Since its foundation and until 2021, the department was run by a Doctor of Philology, Professor Ivan Bondarenko. The current Head of the Department is Doctor of Philology, Associate Professor Nataliia Isaieva.
The department serves as the graduating unit for eleven Bachelor’s and Master’s degree programmes that train specialists in Eastern Studies in the field of translation and teaching of Eastern languages and literature in higher education.
With the assistance of Mitsubishi Corporation, Japanese lecturers have developed a unique series of teaching materials on Japanese studies in Ukraine with 46 textbooks, manuals, and dictionaries. Thanks to the support of the Embassy of Vietnam, the Department’s lecturers Van Anh Ha Thi and Associate Professor Viktoriia Musiychuk created the first series of Vietnamese language textbooks in Ukraine. The department’s research interests are focused on cognitive, corpus and communicative linguistics, translation studies, history of Eastern literature, comparative studies, imagology, literary theory, genre studies, gender studies, methods of teaching languages and literature of the East, etc.
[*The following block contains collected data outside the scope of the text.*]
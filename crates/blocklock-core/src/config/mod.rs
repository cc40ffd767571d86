//! Configuration loading and management
//!
//! # Hierarchy
//!
//! Configuration is loaded in this order (later overrides earlier):
//! 1. Built-in defaults
//! 2. Global config: `~/.config/blocklock/config.toml`
//! 3. Project config: `.blocklock/config.toml`
//! 4. Environment variables: `BLOCKLOCK_*`
//! 5. CLI flags (applied by the binary)
//!
//! # Example Config
//!
//! ```toml
//! database = ".blocklock/blocklock.db"
//! log_level = "debug"
//!
//! [coordinator]
//! retry_backoff_ms = 10
//!
//! [broadcast]
//! room_capacity = 1024
//! ```

mod defaults;
mod load;
mod merge;
mod types;
mod validate;

#[cfg(test)]
mod tests_loading;
#[cfg(test)]
mod tests_validation;

pub use load::{
    global_config_path, load_config, load_config_in, load_toml_file, project_config_path,
};
pub use types::{BroadcastConfig, Config, CoordinatorConfig};
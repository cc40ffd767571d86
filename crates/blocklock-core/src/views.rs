//! Views returned to callers and broadcast to release rooms.
//!
//! Building a view is pure: no store access, no clock. `locked_until` is always
//! derived from `locked` here rather than read from anywhere.

use chrono::{DateTime, Utc};
use serde::{Deserialize, Serialize};

use crate::{
    identifiers::{BlockId, ReleaseId, SectionId},
    lock_state::{lock_duration, LockOwner},
};

/// A content block that has a resolvable owning release.
#[derive(Debug, Clone, PartialEq, Eq)]
pub struct LockTarget {
    pub block_id: BlockId,
    pub section_id: SectionId,
    pub release_id: ReleaseId,
}

/// Who holds the lock, as shown to collaborators.
#[derive(Debug, Clone, PartialEq, Eq, Serialize, Deserialize)]
#[serde(rename_all = "camelCase")]
pub struct LockedByView {
    pub display_name: String,
    pub email: String,
}

/// Current lock on a block.
#[derive(Debug, Clone, PartialEq, Eq, Serialize, Deserialize)]
#[serde(rename_all = "camelCase")]
pub struct LockView {
    pub id: BlockId,
    pub section_id: SectionId,
    pub release_id: ReleaseId,
    pub locked_by: LockedByView,
    pub locked: DateTime<Utc>,
    pub locked_until: DateTime<Utc>,
}

/// A block whose lock was cleared.
#[derive(Debug, Clone, PartialEq, Eq, Serialize, Deserialize)]
#[serde(rename_all = "camelCase")]
pub struct UnlockView {
    pub id: BlockId,
    pub section_id: SectionId,
    pub release_id: ReleaseId,
}

/// Shape the lock view for `owner` holding `target` since `locked`.
#[must_use]
pub fn lock_view(target: &LockTarget, owner: &LockOwner, locked: DateTime<Utc>) -> LockView {
    LockView {
        id: target.block_id.clone(),
        section_id: target.section_id.clone(),
        release_id: target.release_id.clone(),
        locked_by: LockedByView {
            display_name: owner.display_name(),
            email: owner.email.clone(),
        },
        locked,
        locked_until: locked + lock_duration(),
    }
}

/// Shape the unlock view for `target`.
#[must_use]
pub fn unlock_view(target: &LockTarget) -> UnlockView {
    UnlockView {
        id: target.block_id.clone(),
        section_id: target.section_id.clone(),
        release_id: target.release_id.clone(),
    }
}
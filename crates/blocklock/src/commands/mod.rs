//! Command handlers that bridge between `clap` and the coordinator

mod init;
mod import;
mod lock;
mod output;
mod query;

use anyhow::Result;
use blocklock_core::Config;
use clap::ArgMatches;

pub use output::OutputMode;

/// Run the selected subcommand.
pub async fn dispatch(matches: &ArgMatches, config: Config) -> Result<()> {
    let mode = OutputMode::from_matches(matches);

    match matches.subcommand() {
        Some(("init", _)) => init::run(config, mode).await,
        Some(("import", sub)) => import::run(sub, config, mode).await,
        Some(("lock", sub)) => lock::run_lock(sub, config, mode).await,
        Some(("unlock", sub)) => lock::run_unlock(sub, config, mode).await,
        Some(("status", sub)) => query::run_status(sub, config, mode).await,
        Some(("locks", sub)) => query::run_locks(sub, config, mode).await,
        _ => anyhow::bail!("Unknown command. Run 'blocklock --help' for usage."),
    }
}

/// A required string argument, already enforced by clap.
fn required<'a>(matches: &'a ArgMatches, name: &str) -> Result<&'a str> {
    matches
        .get_one::<String>(name)
        .map(String::as_str)
        .ok_or_else(|| anyhow::anyhow!("missing required argument <{name}>"))
}
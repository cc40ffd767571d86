//! Configuration merging logic
//!
//! Later configs override earlier ones (defaults → global → project → env → CLI).
//! A layer value equal to the built-in default is treated as "not set" and
//! leaves the lower layer in place.

use super::{
    defaults::{DEFAULT_DATABASE, DEFAULT_LOG_LEVEL},
    types::{BroadcastConfig, Config, CoordinatorConfig},
};

impl Config {
    /// Merge another config into this one (other takes precedence)
    pub fn merge(self, other: Self) -> Self {
        Self {
            database: if other.database == DEFAULT_DATABASE {
                self.database
            } else {
                other.database
            },
            log_level: if other.log_level == DEFAULT_LOG_LEVEL {
                self.log_level
            } else {
                other.log_level
            },
            coordinator: self.coordinator.merge(other.coordinator),
            broadcast: self.broadcast.merge(other.broadcast),
        }
    }
}

impl CoordinatorConfig {
    fn merge(self, other: Self) -> Self {
        if other == Self::default() {
            self
        } else {
            other
        }
    }
}

impl BroadcastConfig {
    fn merge(self, other: Self) -> Self {
        if other == Self::default() {
            self
        } else {
            other
        }
    }
}
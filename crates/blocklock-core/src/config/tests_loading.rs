//! Loading-focused tests for configuration

#[cfg(test)]
mod loading_tests {
    use std::collections::HashMap;

    use crate::config::{load_config_in, load_toml_file, project_config_path, Config};
    use crate::{Error, Result};

    fn write_project_config(root: &std::path::Path, body: &str) -> Result<()> {
        let path = project_config_path(root);
        if let Some(parent) = path.parent() {
            std::fs::create_dir_all(parent)?;
        }
        std::fs::write(&path, body)?;
        Ok(())
    }

    #[test]
    fn test_partial_file_keeps_defaults() -> Result<()> {
        let temp_dir = tempfile::tempdir()?;
        let path = temp_dir.path().join("config.toml");
        std::fs::write(&path, "[coordinator]\nretry_backoff_ms = 25\n")?;

        let config = load_toml_file(&path)?;
        assert_eq!(config.coordinator.retry_backoff_ms, 25);
        assert_eq!(config.database, Config::default().database);
        assert_eq!(config.broadcast, Config::default().broadcast);
        Ok(())
    }

    #[test]
    fn test_malformed_toml_returns_parse_error() -> Result<()> {
        let temp_dir = tempfile::tempdir()?;
        let path = temp_dir.path().join("bad.toml");
        std::fs::write(&path, "database = \n invalid toml [[[")?;

        let result = load_toml_file(&path);
        assert!(matches!(result, Err(Error::ParseError(_))));
        Ok(())
    }

    #[test]
    fn test_directory_is_not_a_config_file() -> Result<()> {
        let temp_dir = tempfile::tempdir()?;
        let result = load_toml_file(temp_dir.path());
        assert!(matches!(result, Err(Error::IoError(_))));
        Ok(())
    }

    #[test]
    fn test_project_file_overrides_defaults() -> Result<()> {
        let temp_dir = tempfile::tempdir()?;
        write_project_config(
            temp_dir.path(),
            "database = \"locks.db\"\n[broadcast]\nroom_capacity = 8\n",
        )?;

        let config = load_config_in(temp_dir.path())?;
        assert_eq!(config.database, "locks.db");
        assert_eq!(config.broadcast.room_capacity, 8);
        Ok(())
    }

    #[test]
    fn test_project_file_failing_validation_is_rejected() -> Result<()> {
        let temp_dir = tempfile::tempdir()?;
        write_project_config(temp_dir.path(), "[coordinator]\nretry_backoff_ms = 0\n")?;

        let result = load_config_in(temp_dir.path());
        assert!(matches!(result, Err(Error::InvalidConfig(_))));
        Ok(())
    }

    #[test]
    fn test_env_overrides_file_values() -> Result<()> {
        let vars: HashMap<&str, &str> = HashMap::from([
            ("BLOCKLOCK_DATABASE", "/tmp/env.db"),
            ("BLOCKLOCK_RETRY_BACKOFF_MS", " 12 "),
        ]);
        let config = Config::default()
            .apply_env_with(|key| vars.get(key).map(|v| (*v).to_string()))?;

        assert_eq!(config.database, "/tmp/env.db");
        assert_eq!(config.coordinator.retry_backoff_ms, 12);
        assert_eq!(config.log_level, "info");
        Ok(())
    }

    #[test]
    fn test_invalid_env_number_is_rejected() {
        let result = Config::default().apply_env_with(|key| {
            (key == "BLOCKLOCK_ROOM_CAPACITY").then(|| "lots".to_string())
        });
        assert!(matches!(result, Err(Error::InvalidConfig(_))));
    }

    #[test]
    fn test_merge_keeps_lower_layer_when_upper_is_default() {
        let global = Config {
            log_level: "debug".to_string(),
            ..Config::default()
        };
        let project = Config {
            database: "project.db".to_string(),
            ..Config::default()
        };

        let merged = global.merge(project);
        assert_eq!(merged.log_level, "debug");
        assert_eq!(merged.database, "project.db");
    }
}
//! Text and JSON rendering

#![allow(clippy::print_stdout)]

use anyhow::Result;
use blocklock_core::{LockEvent, LockView, RoomSubscription, UnlockView};
use clap::ArgMatches;
use serde::Serialize;

#[derive(Debug, Clone, Copy, PartialEq, Eq)]
pub struct OutputMode {
    pub json: bool,
    pub events: bool,
}

impl OutputMode {
    pub fn from_matches(matches: &ArgMatches) -> Self {
        Self {
            json: matches.get_flag("json"),
            events: matches.get_flag("events"),
        }
    }

    pub fn json_line<T: Serialize>(self, value: &T) -> Result<()> {
        println!("{}", serde_json::to_string(value)?);
        Ok(())
    }
}

pub fn describe_lock(view: &LockView) -> String {
    let email = if view.locked_by.email.is_empty() {
        String::new()
    } else {
        format!(" <{}>", view.locked_by.email)
    };
    format!(
        "{} locked by {}{} until {}",
        view.id,
        view.locked_by.display_name,
        email,
        view.locked_until.to_rfc3339()
    )
}

pub fn describe_unlock(view: &UnlockView) -> String {
    format!("{} unlocked", view.id)
}

pub fn print_lock(mode: OutputMode, view: &LockView) -> Result<()> {
    if mode.json {
        mode.json_line(view)
    } else {
        println!("{}", describe_lock(view));
        Ok(())
    }
}

pub fn print_unlock(mode: OutputMode, view: &UnlockView) -> Result<()> {
    if mode.json {
        mode.json_line(view)
    } else {
        println!("{}", describe_unlock(view));
        Ok(())
    }
}

/// Print whatever the command published to `room`.
pub fn print_events(mode: OutputMode, room: Option<RoomSubscription>) -> Result<()> {
    let Some(mut room) = room else {
        return Ok(());
    };
    while let Some(event) = room.try_recv() {
        if mode.json {
            mode.json_line(&*event)?;
        } else {
            let detail = match &*event {
                LockEvent::ContentBlockLocked(view) => describe_lock(view),
                LockEvent::ContentBlockUnlocked(view) => describe_unlock(view),
            };
            println!("event {} on {}: {detail}", event.name(), room.room());
        }
    }
    Ok(())
}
From 2004 to 2021, the lecturers of the department published more than 1260 academic and methodological works (articles, monographs, textbooks and manuals) in various fields, including: Modern Japanese Literary Language: A Theoretical Course: In 2 Volumes (Tetiana Komarnytska, Kostiantyn Komisarov), Japanese Language: Gender Aspect (Hideko Egawa), Japanese Literature. Course of Lectures: in 2 parts (Ivan Bondarenko, Yuliia Osadcha), Linguistic Studies of Japan (Ivan Bondarenko, Oleksandr Bondar), Japanese Characters (Hideko Egawa, Olena Kobelianska), Teaching Japanese in Higher Education: Integrative System of Formation and Development of Academic Literacy (Oksana Asadchykh); Chinese: Basic Course (Maria Voina, Olha Vorobei, Oleksandr Honcharenko, et al.), Formation of Chinese-language competence in written speech (Oksana Asadchykh, A. Savchenko), Chinese literature of VII-XIII centuries (Yaroslav Scheker), Modern Chinese literature (Olha Vorobei, K. Murashevych), Chinese language in the modern world (Maria Voina, Oleksandr Honcharenko, etc.), Chinese Women’s Prose: Revision of the Canon (Nataliia Isaieva), Theatrical Art of China: Historical Excursion (Olha Vorobei), Korea in the Descriptions of Western Authors (IX and early XX century) (Yurii Kovalchuk).
The Department’s faculty includes talented literary translators who have enriched the treasury of Ukrainian-language translations of poetry and prose from the Far East, in particular: Anthology of Japanese Poetry. Haiku of the XVII-XX centuries (Ivan Bondarenko), Anthology of Japanese Classical Poetry. Tanka, renga of the VIII-XV centuries (Ivan Bondarenko), Celestial Songs (Yaroslav Scheker), Red Sorghum: A Novel of China by Mo Yan (Nataliia Kirnosova), Red Poppies: A Novel of Tibet by Alai (Nataliia Kirnosova), etc.